1609 wurde die  Klosterkirche abgebrochen. 1754 bis 1769 gaben die Fürsten von Anhalt-Zerbst den angeblich noch immer etwa 50 m hohen Turmstumpf gegen den Willen der Bevölkerung zum Abbruch frei. Neben dem ehemaligen Kloster gab es ein Klostergut, das im  17. und 18. Jahrhundert hier auf der Basis von Schafzucht wirtschaftete. 1838 erwarb Hofrat Heinrich Georg Ehrentraut aus Jever das Gut mit 500 ha und den ehemaligen Klosterplatz, und der Gartenarchitekt Bosse legte auf dem historischen  Klosterplatz einen Garten an. Der alte Klostergraben wurde in einem Kreis rund um den Platz wieder ausgehoben. 1842 wurde der Turmfuß freigelegt. 1869 errichtete der Sohn Ehrentrauts ein neues Wohnhaus anstelle des alten Gutsgebäudes.

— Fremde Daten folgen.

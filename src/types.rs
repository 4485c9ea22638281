use std::fmt;

use serde::{Deserialize, Serialize};

use crate::error::ActionError;
use crate::gate::Verdict;

/// Maximum characters of visible text kept in a snapshot.
pub const VISIBLE_TEXT_MAX_CHARS: usize = 4000;

/// Longest pause a `wait` action may ask for.
pub const MAX_WAIT_SECS: u64 = 30;

/// Lifecycle of a user task.
#[derive(Debug, Clone, Copy, PartialEq, Eq, Serialize, Deserialize)]
#[serde(rename_all = "snake_case")]
pub enum TaskStatus {
    Pending,
    InProgress,
    Completed,
    Failed,
    WaitingOnUser,
}

impl TaskStatus {
    pub fn is_terminal(self) -> bool {
        matches!(self, TaskStatus::Completed | TaskStatus::Failed)
    }
}

/// A natural-language task submitted by the operator.
#[derive(Debug, Clone, PartialEq, Serialize, Deserialize)]
pub struct Task {
    pub id: String,
    pub description: String,
    pub status: TaskStatus,
    /// Why the task stopped, set whenever it leaves `InProgress`.
    #[serde(default, skip_serializing_if = "Option::is_none")]
    pub reason: Option<String>,
}

impl Task {
    pub fn new(description: impl Into<String>) -> Self {
        Self {
            id: uuid::Uuid::new_v4().to_string(),
            description: description.into(),
            status: TaskStatus::Pending,
            reason: None,
        }
    }
}

/// An interactive element as reported by the page observer.
#[derive(Debug, Clone, Default, PartialEq, Serialize, Deserialize)]
#[serde(default)]
pub struct InteractiveElement {
    pub tag: String,
    pub text: String,
    pub selector: String,
    pub is_visible: bool,
    pub is_clickable: bool,
}

#[derive(Debug, Clone, Default, PartialEq, Serialize, Deserialize)]
#[serde(default)]
pub struct LinkInfo {
    pub text: String,
    pub href: String,
    pub selector: String,
}

#[derive(Debug, Clone, Default, PartialEq, Serialize, Deserialize)]
#[serde(default)]
pub struct InputInfo {
    pub kind: String,
    pub name: String,
    pub placeholder: String,
    pub label: String,
}

#[derive(Debug, Clone, Default, PartialEq, Serialize, Deserialize)]
#[serde(default)]
pub struct FormInfo {
    pub action: String,
    pub method: String,
    pub inputs: Vec<InputInfo>,
    pub submit_text: String,
}

/// Point-in-time, read-only description of the active page.
#[derive(Debug, Clone, Default, PartialEq, Serialize, Deserialize)]
#[serde(default)]
pub struct PageSnapshot {
    pub url: String,
    pub title: String,
    pub description: String,
    pub visible_text: String,
    pub interactive_elements: Vec<InteractiveElement>,
    pub links: Vec<LinkInfo>,
    pub forms: Vec<FormInfo>,
    pub buttons: Vec<InteractiveElement>,
}

impl PageSnapshot {
    /// Selectors of visible, clickable elements, in page order, without duplicates.
    pub fn candidate_selectors(&self, limit: usize) -> Vec<String> {
        let mut selectors: Vec<String> = Vec::new();
        for el in self.interactive_elements.iter().chain(self.buttons.iter()) {
            if selectors.len() >= limit {
                break;
            }
            if el.is_visible
                && el.is_clickable
                && !el.selector.is_empty()
                && !selectors.contains(&el.selector)
            {
                selectors.push(el.selector.clone());
            }
        }
        selectors
    }

    /// Visible text of the element addressed by `selector`, if the snapshot has it.
    pub fn element_text(&self, selector: &str) -> Option<&str> {
        self.interactive_elements
            .iter()
            .chain(self.buttons.iter())
            .find(|el| el.selector == selector)
            .map(|el| el.text.as_str())
    }
}

#[derive(Debug, Clone, Copy, PartialEq, Eq, Serialize, Deserialize)]
#[serde(rename_all = "snake_case")]
pub enum ScrollDirection {
    Up,
    Down,
}

fn default_scroll_amount() -> u32 {
    500
}

/// What the decider wants done next, with its typed payload.
#[derive(Debug, Clone, PartialEq, Serialize, Deserialize)]
#[serde(tag = "action", rename_all = "snake_case")]
pub enum ActionKind {
    Navigate {
        url: String,
    },
    Click {
        selector: String,
    },
    TypeText {
        selector: String,
        text: String,
    },
    Scroll {
        direction: ScrollDirection,
        #[serde(default = "default_scroll_amount")]
        amount: u32,
    },
    Extract,
    Wait {
        seconds: u64,
    },
    OpenTab {
        #[serde(default)]
        url: Option<String>,
    },
    SwitchTab {
        index: usize,
    },
    Complete {
        summary: String,
    },
    /// The decider wants the operator to confirm `proposed` before it runs.
    AskApproval {
        proposed: Box<ActionKind>,
        reason: String,
    },
    /// The decider answered in free text instead of choosing an action.
    AskUser {
        question: String,
    },
}

impl ActionKind {
    pub fn name(&self) -> ActionName {
        match self {
            ActionKind::Navigate { .. } => ActionName::Navigate,
            ActionKind::Click { .. } => ActionName::Click,
            ActionKind::TypeText { .. } => ActionName::TypeText,
            ActionKind::Scroll { .. } => ActionName::Scroll,
            ActionKind::Extract => ActionName::Extract,
            ActionKind::Wait { .. } => ActionName::Wait,
            ActionKind::OpenTab { .. } => ActionName::OpenTab,
            ActionKind::SwitchTab { .. } => ActionName::SwitchTab,
            ActionKind::Complete { .. } => ActionName::Complete,
            ActionKind::AskApproval { .. } => ActionName::AskApproval,
            ActionKind::AskUser { .. } => ActionName::AskUser,
        }
    }

    /// The CSS selector the action targets, if any.
    pub fn selector(&self) -> Option<&str> {
        match self {
            ActionKind::Click { selector } | ActionKind::TypeText { selector, .. } => {
                Some(selector)
            }
            ActionKind::AskApproval { proposed, .. } => proposed.selector(),
            _ => None,
        }
    }

    pub fn validate(&self) -> Result<(), ActionError> {
        match self {
            ActionKind::Navigate { url } if url.trim().is_empty() => Err(ActionError::Validation(
                "navigate requires a url".to_string(),
            )),
            ActionKind::Click { selector } if selector.trim().is_empty() => Err(
                ActionError::Validation("click requires a selector".to_string()),
            ),
            ActionKind::TypeText { selector, .. } if selector.trim().is_empty() => Err(
                ActionError::Validation("type_text requires a selector".to_string()),
            ),
            ActionKind::Wait { seconds } if *seconds == 0 || *seconds > MAX_WAIT_SECS => {
                Err(ActionError::Validation(format!(
                    "wait must be between 1 and {MAX_WAIT_SECS} seconds"
                )))
            }
            ActionKind::AskApproval { proposed, .. } => match proposed.as_ref() {
                ActionKind::AskApproval { .. }
                | ActionKind::AskUser { .. }
                | ActionKind::Complete { .. } => Err(ActionError::Validation(format!(
                    "{} cannot be approved",
                    proposed.name()
                ))),
                inner => inner.validate(),
            },
            _ => Ok(()),
        }
    }
}

impl fmt::Display for ActionKind {
    fn fmt(&self, f: &mut fmt::Formatter<'_>) -> fmt::Result {
        match self {
            ActionKind::Navigate { url } => write!(f, "navigate to {url}"),
            ActionKind::Click { selector } => write!(f, "click {selector}"),
            ActionKind::TypeText { selector, text } => write!(f, "type \"{text}\" into {selector}"),
            ActionKind::Scroll { direction, amount } => {
                let dir = match direction {
                    ScrollDirection::Up => "up",
                    ScrollDirection::Down => "down",
                };
                write!(f, "scroll {dir} by {amount}px")
            }
            ActionKind::Extract => write!(f, "extract page content"),
            ActionKind::Wait { seconds } => write!(f, "wait {seconds}s"),
            ActionKind::OpenTab { url: Some(url) } => write!(f, "open new tab at {url}"),
            ActionKind::OpenTab { url: None } => write!(f, "open new tab"),
            ActionKind::SwitchTab { index } => write!(f, "switch to tab {index}"),
            ActionKind::Complete { summary } => write!(f, "complete: {summary}"),
            ActionKind::AskApproval { proposed, reason } => {
                write!(f, "ask approval to {proposed} ({reason})")
            }
            ActionKind::AskUser { question } => write!(f, "ask user: {question}"),
        }
    }
}

/// A proposed next action together with the decider's reasoning.
#[derive(Debug, Clone, PartialEq, Serialize, Deserialize)]
pub struct ActionIntent {
    #[serde(flatten)]
    pub kind: ActionKind,
    #[serde(default)]
    pub reasoning: String,
}

impl ActionIntent {
    pub fn new(kind: ActionKind, reasoning: impl Into<String>) -> Self {
        Self {
            kind,
            reasoning: reasoning.into(),
        }
    }

    pub fn name(&self) -> ActionName {
        self.kind.name()
    }

    pub fn description(&self) -> String {
        self.kind.to_string()
    }

    /// The intent that actually runs once approval has been granted.
    pub fn into_approved(self) -> ActionIntent {
        match self.kind {
            ActionKind::AskApproval { proposed, .. } => ActionIntent {
                kind: *proposed,
                reasoning: self.reasoning,
            },
            kind => ActionIntent {
                kind,
                reasoning: self.reasoning,
            },
        }
    }
}

/// The action vocabulary offered to the decider.
#[derive(Debug, Clone, Copy, PartialEq, Eq, Hash, Serialize, Deserialize)]
#[serde(rename_all = "snake_case")]
pub enum ActionName {
    Navigate,
    Click,
    TypeText,
    Scroll,
    Extract,
    Wait,
    OpenTab,
    SwitchTab,
    Complete,
    AskApproval,
    AskUser,
}

impl ActionName {
    pub const ALL: [ActionName; 11] = [
        ActionName::Navigate,
        ActionName::Click,
        ActionName::TypeText,
        ActionName::Scroll,
        ActionName::Extract,
        ActionName::Wait,
        ActionName::OpenTab,
        ActionName::SwitchTab,
        ActionName::Complete,
        ActionName::AskApproval,
        ActionName::AskUser,
    ];

    pub fn as_str(self) -> &'static str {
        match self {
            ActionName::Navigate => "navigate",
            ActionName::Click => "click",
            ActionName::TypeText => "type_text",
            ActionName::Scroll => "scroll",
            ActionName::Extract => "extract",
            ActionName::Wait => "wait",
            ActionName::OpenTab => "open_tab",
            ActionName::SwitchTab => "switch_tab",
            ActionName::Complete => "complete",
            ActionName::AskApproval => "ask_approval",
            ActionName::AskUser => "ask_user",
        }
    }

    pub fn parse(name: &str) -> Option<ActionName> {
        ActionName::ALL.into_iter().find(|n| n.as_str() == name)
    }
}

impl fmt::Display for ActionName {
    fn fmt(&self, f: &mut fmt::Formatter<'_>) -> fmt::Result {
        f.write_str(self.as_str())
    }
}

/// Result of executing one intent.
#[derive(Debug, Clone)]
pub struct ActionResult {
    pub success: bool,
    pub message: String,
    pub error: Option<ActionError>,
    /// Page state after the action. Always present on success.
    pub snapshot: Option<PageSnapshot>,
}

impl ActionResult {
    pub fn succeeded(message: impl Into<String>, snapshot: PageSnapshot) -> Self {
        Self {
            success: true,
            message: message.into(),
            error: None,
            snapshot: Some(snapshot),
        }
    }

    pub fn failed(error: ActionError) -> Self {
        Self {
            success: false,
            message: error.to_string(),
            error: Some(error),
            snapshot: None,
        }
    }
}

/// An intent held back until the operator approves or denies it.
#[derive(Debug, Clone, PartialEq)]
pub struct PendingApproval {
    pub intent: ActionIntent,
    pub verdict: Verdict,
    pub page_url: String,
}

#[cfg(test)]
mod tests {
    use super::*;

    fn element(selector: &str, visible: bool, clickable: bool) -> InteractiveElement {
        InteractiveElement {
            tag: "button".to_string(),
            text: selector.to_string(),
            selector: selector.to_string(),
            is_visible: visible,
            is_clickable: clickable,
        }
    }

    #[test]
    fn test_intent_decodes_from_tagged_json() {
        let intent: ActionIntent = serde_json::from_str(
            r##"{"action":"type_text","selector":"#q","text":"rust","reasoning":"search"}"##,
        )
        .unwrap();
        assert_eq!(
            intent.kind,
            ActionKind::TypeText {
                selector: "#q".to_string(),
                text: "rust".to_string()
            }
        );
        assert_eq!(intent.reasoning, "search");

        let scroll: ActionKind =
            serde_json::from_str(r#"{"action":"scroll","direction":"down"}"#).unwrap();
        assert_eq!(
            scroll,
            ActionKind::Scroll {
                direction: ScrollDirection::Down,
                amount: 500
            }
        );
    }

    #[test]
    fn test_missing_field_is_hard_error() {
        let result = serde_json::from_str::<ActionIntent>(r#"{"action":"click"}"#);
        assert!(result.is_err());
    }

    #[test]
    fn test_validate() {
        assert!(
            ActionKind::Click {
                selector: " ".to_string()
            }
            .validate()
            .is_err()
        );
        assert!(
            ActionKind::Navigate {
                url: "https://example.com".to_string()
            }
            .validate()
            .is_ok()
        );
        let nested = ActionKind::AskApproval {
            proposed: Box::new(ActionKind::Complete {
                summary: "x".into(),
            }),
            reason: "r".into(),
        };
        assert!(matches!(nested.validate(), Err(ActionError::Validation(_))));

        assert!(ActionKind::Wait { seconds: 0 }.validate().is_err());
        assert!(ActionKind::Wait { seconds: MAX_WAIT_SECS }.validate().is_ok());
        assert!(ActionKind::Wait { seconds: u64::MAX }.validate().is_err());
    }

    #[test]
    fn test_into_approved_unwraps_proposal() {
        let intent = ActionIntent::new(
            ActionKind::AskApproval {
                proposed: Box::new(ActionKind::Click {
                    selector: "#pay".into(),
                }),
                reason: "payment".into(),
            },
            "needs confirmation",
        );
        let approved = intent.into_approved();
        assert_eq!(approved.name(), ActionName::Click);
        assert_eq!(approved.reasoning, "needs confirmation");
    }

    #[test]
    fn test_candidate_selectors() {
        let snapshot = PageSnapshot {
            interactive_elements: vec![
                element("#a", true, true),
                element("#hidden", false, true),
                element("#b", true, true),
            ],
            buttons: vec![element("#a", true, true), element("#c", true, true)],
            ..Default::default()
        };
        assert_eq!(snapshot.candidate_selectors(10), vec!["#a", "#b", "#c"]);
        assert_eq!(snapshot.candidate_selectors(2), vec!["#a", "#b"]);
    }

    #[test]
    fn test_action_name_round_trip() {
        for name in ActionName::ALL {
            assert_eq!(ActionName::parse(name.as_str()), Some(name));
        }
        assert_eq!(ActionName::parse("screenshot"), None);
    }
}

1920 wurde die Parkanlage von der Gemeinde Schortens erworben und seit 1985 ist sie als Klosterpark Östringfelde als Landschaftsschutzgebiet eingetragen. Die Klosteranlage ist nie archäologisch untersucht worden, weil es dazu keinen  akuten Anlass gab.

Bei einer Begehung des Geländes unter der Führung von Heino Albers wurde zunächst der von den Nationalsozialisten neu errichtete Thingplatz, dann die Mauern des massiven Turmstupfes und die Schutthügel besichtigt,  unter denen sich heute noch die Fundamente der Kirche und anderer Baulichkeiten befinden. Als überraschend wurden die vielen verbliebenen Schutthügel im Gelände empfunden. Bei einem Rundgang über das Gelände wurde eine etwa 1000 Jahre alte  Eibe besichtigt, die als der älteste Baum der Region gilt. Schließlich führte Heino Albers die Gruppe noch zum Wolfsgalgen an der Straße nach Jever, der an die Erlegung des letzten Wolfs in dieser Region im Jahr im Jahr 1738 erinnert.